Miami-Dade’s COVID curfew moving back to 11 p.m. Monday — unless you have UM tickets

Miami-Dade will be loosening more COVID rules in the coming days, starting with a special curfew exemption for people attending Thursday’s University of Miami football game at Hard Rock Stadium.

Mayor Carlos Gimenez announced the game day exemption during a virtual press conference Wednesday in which

he also outlined a set of restrictions set to be eased Monday. That includes moving the current 10 p.m. curfew to 11 p.m., allowing amusement parks to open, permitting some team sports at county parks and lifting a blanket ban on renting shared scooters and bikes.
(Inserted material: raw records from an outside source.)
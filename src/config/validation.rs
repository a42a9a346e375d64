//! Configuration validation module
//!
//! This module provides validation functions for application configuration
//! to ensure all required settings are properly configured.

use super::Settings;
use crate::utils::errors::{FestplanError, Result};

/// Validate all configuration settings
pub fn validate_settings(settings: &Settings) -> Result<()> {
    validate_database_config(&settings.database)?;
    validate_site_config(&settings.site)?;
    validate_limits_config(&settings.limits)?;
    validate_logging_config(&settings.logging)?;

    Ok(())
}

/// Validate database configuration
fn validate_database_config(config: &super::DatabaseConfig) -> Result<()> {
    if config.url.is_empty() {
        return Err(FestplanError::Config(
            "Database URL is required".to_string(),
        ));
    }

    if config.max_connections == 0 {
        return Err(FestplanError::Config(
            "Max connections must be greater than 0".to_string(),
        ));
    }

    if config.min_connections > config.max_connections {
        return Err(FestplanError::Config(
            "Min connections cannot be greater than max connections".to_string(),
        ));
    }

    Ok(())
}

/// Validate public site configuration
fn validate_site_config(config: &super::SiteConfig) -> Result<()> {
    if config.base_url.is_empty() {
        return Err(FestplanError::Config(
            "Site base URL is required".to_string(),
        ));
    }

    if !config.base_url.starts_with("http://") && !config.base_url.starts_with("https://") {
        return Err(FestplanError::Config(format!(
            "Site base URL must start with http:// or https://, got: {}",
            config.base_url
        )));
    }

    Ok(())
}

/// Validate bulk operation limits
fn validate_limits_config(config: &super::LimitsConfig) -> Result<()> {
    if config.import_max_rows == 0 {
        return Err(FestplanError::Config(
            "Import row limit must be greater than 0".to_string(),
        ));
    }

    if config.batch_tables_max == 0 {
        return Err(FestplanError::Config(
            "Batch table limit must be greater than 0".to_string(),
        ));
    }

    Ok(())
}

/// Validate logging configuration
fn validate_logging_config(config: &super::LoggingConfig) -> Result<()> {
    if config.level.is_empty() {
        return Err(FestplanError::Config("Log level is required".to_string()));
    }

    let valid_levels = ["trace", "debug", "info", "warn", "error"];
    if !valid_levels.contains(&config.level.as_str()) {
        return Err(FestplanError::Config(format!(
            "Invalid log level: {}. Valid levels: {:?}",
            config.level, valid_levels
        )));
    }

    Ok(())
}
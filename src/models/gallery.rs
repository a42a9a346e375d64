//! Photo gallery model
//!
//! Only metadata lives here; the image objects themselves are stored by an
//! external upload service and referenced by object key.

use chrono::{DateTime, Utc};
use serde::{Deserialize, Serialize};
use sqlx::FromRow;

#[derive(Debug, Clone, Serialize, Deserialize, FromRow)]
pub struct GalleryItem {
    pub id: i64,
    pub event_id: i64,
    pub object_key: String,
    pub caption: Option<String>,
    pub sort_order: i32,
    pub created_at: DateTime<Utc>,
}

#[derive(Debug, Clone, Serialize, Deserialize)]
pub struct CreateGalleryItemRequest {
    pub event_id: i64,
    pub object_key: String,
    pub caption: Option<String>,
    pub sort_order: Option<i32>,
}

#[derive(Debug, Clone, Default, Serialize, Deserialize)]
pub struct UpdateGalleryItemRequest {
    pub caption: Option<String>,
    pub sort_order: Option<i32>,
}
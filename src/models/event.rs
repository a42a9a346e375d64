//! Event model

use chrono::{DateTime, Utc};
use serde::{Deserialize, Serialize};
use sqlx::FromRow;

#[derive(Debug, Clone, Serialize, Deserialize, FromRow)]
pub struct Event {
    pub id: i64,
    pub slug: String,
    pub custom_domain: Option<String>,
    pub title: String,
    pub event_type: String,
    pub event_date: Option<DateTime<Utc>>,
    pub settings: serde_json::Value,
    pub config: serde_json::Value,
    pub created_at: DateTime<Utc>,
    pub updated_at: DateTime<Utc>,
}

#[derive(Debug, Clone, Copy, PartialEq, Eq, Serialize, Deserialize)]
#[serde(rename_all = "lowercase")]
pub enum EventType {
    Wedding,
    Christening,
    Confirmation,
    Jubilee,
    Other,
}

impl EventType {
    pub fn as_str(&self) -> &'static str {
        match self {
            EventType::Wedding => "wedding",
            EventType::Christening => "christening",
            EventType::Confirmation => "confirmation",
            EventType::Jubilee => "jubilee",
            EventType::Other => "other",
        }
    }
}

impl From<&str> for EventType {
    fn from(value: &str) -> Self {
        match value {
            "wedding" => EventType::Wedding,
            "christening" => EventType::Christening,
            "confirmation" => EventType::Confirmation,
            "jubilee" => EventType::Jubilee,
            _ => EventType::Other,
        }
    }
}

#[derive(Debug, Clone, Serialize, Deserialize)]
pub struct CreateEventRequest {
    pub title: String,
    pub event_type: Option<EventType>,
    pub event_date: Option<DateTime<Utc>>,
    pub slug: Option<String>,
    pub custom_domain: Option<String>,
}

#[derive(Debug, Clone, Default, Serialize, Deserialize)]
pub struct UpdateEventRequest {
    pub title: Option<String>,
    pub event_type: Option<EventType>,
    pub event_date: Option<DateTime<Utc>>,
    pub slug: Option<String>,
    pub custom_domain: Option<String>,
}
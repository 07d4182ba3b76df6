// src/error.rs
use thiserror::Error;

use crate::report::ReportError;

/// Failures scoped to a single dashboard command. None of these end the
/// session; the host reports them and keeps running.
#[derive(Debug, Error)]
pub enum DashboardError {
    #[error("Please enter some comments before saving.")]
    EmptyComment,

    #[error("The report options form is not open")]
    ReportModalClosed,

    #[error("Report generation failed: {0}")]
    Generation(#[from] ReportError),

    #[error("Unsupported file type: {name}")]
    UnsupportedUpload { name: String },

    #[error("No uploaded file at position {0}")]
    NoSuchUpload(usize),

    #[error("File error: {0}")]
    Io(#[from] std::io::Error),

    #[error("CSV error: {0}")]
    Csv(#[from] csv::Error),
}

impl DashboardError {
    /// Validation problems are warnings; everything else is an error.
    pub fn is_warning(&self) -> bool {
        matches!(self, DashboardError::EmptyComment)
    }
}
“The signs so far have been good,” Gimenez said, pointing to an ongoing decline in COVID hospitalizations and infection rates in daily testing results. “Wear a mask. It’s not a big deal. Then we can get back to as normal a life as possible.”

GImenez’s first change will accommodate a live showcase of Miami-Dade’s less stringent COVID protocols, when Hard Rock opens its stands for the Hurricanes’ home game against the University of Alabama-Birmingham. Florida Gov. Ron DeSantis announced Aug. 24 he would allow football to resume at Hard Rock under a special set of state rules that preempted local regulations, and that a maximum of 13,000 people would be allowed inside an open-air stadium with seating for 65,000.

The game starts at 8 p.m., and will stretch past the 10 p.m. curfew. Gimenez said he would sign a new order exempting ticket holders from the rules provided they could prove they were on their way home from the stadium after 10 p.m.

Restaurants that have been pressing Gimenez for a later curfew to allow later dinner sales will have to wait at least until Monday for longer operating hours. Coral Gables Mayor Raúl Valdes-Fauli wrote Gimenez Thursday morning urging him to roll back the curfew an hour. “This would be an important change for the many restaurants that call our city home,” Valdes-Fauli said.

Gimenez said he only granted Hard Rock curfew relief this week because White House officials, including Dr. Anthony Fauci and Dr. Deborah Birx, said the county should take a little more time to see if the COVID statistics continue improving.

Gimenez, a Republican candidate for Florida’s 26th Congressional District, said the federal officials said Monday would be better for starting a looser curfew because it would mark a full 14 days after Gimenez allowed indoor dining to return on Aug. 31. By then, any spikes in COVID hospitalizations from the looser rules should appear in the daily COVID reports.

He said the curfew exemption will apply to people attending late-night sporting events. On Monday, Gimenez said he would end the current closure orders for open-air amusement destinations, including Zoo Miami and Jungle Island.

Miami-Dade Parks will begin allowing night games for baseball and softball, he said, while restrictions will remain for football and soccer. Tour boats also are allowed to return to the waters, at 50% capacity, he said.

The changes in rules come once Gimenez signs emergency orders, and the language of those decrees wasn’t made public Wednesday.

For shared scooters and bikes, Gimenez said he was ending the ban on those rentals that’s been in place since March. But new rules would require each scooter or bike to have sanitizing supplies available.

“They’ll either have to have a docking station [with supplies for multiple vehicles] or have some way that the sanitizing or disinfecting materials can be stored on the vehicle,” said Jennifer Moon, the deputy mayor overseeing the county’s emergency orders.

Gimenez said the order will also require rental companies to rework their apps to include messages to customers asking them to wipe down the scooters before and after each use. “It’s the cost of doing business,” Gimenez said.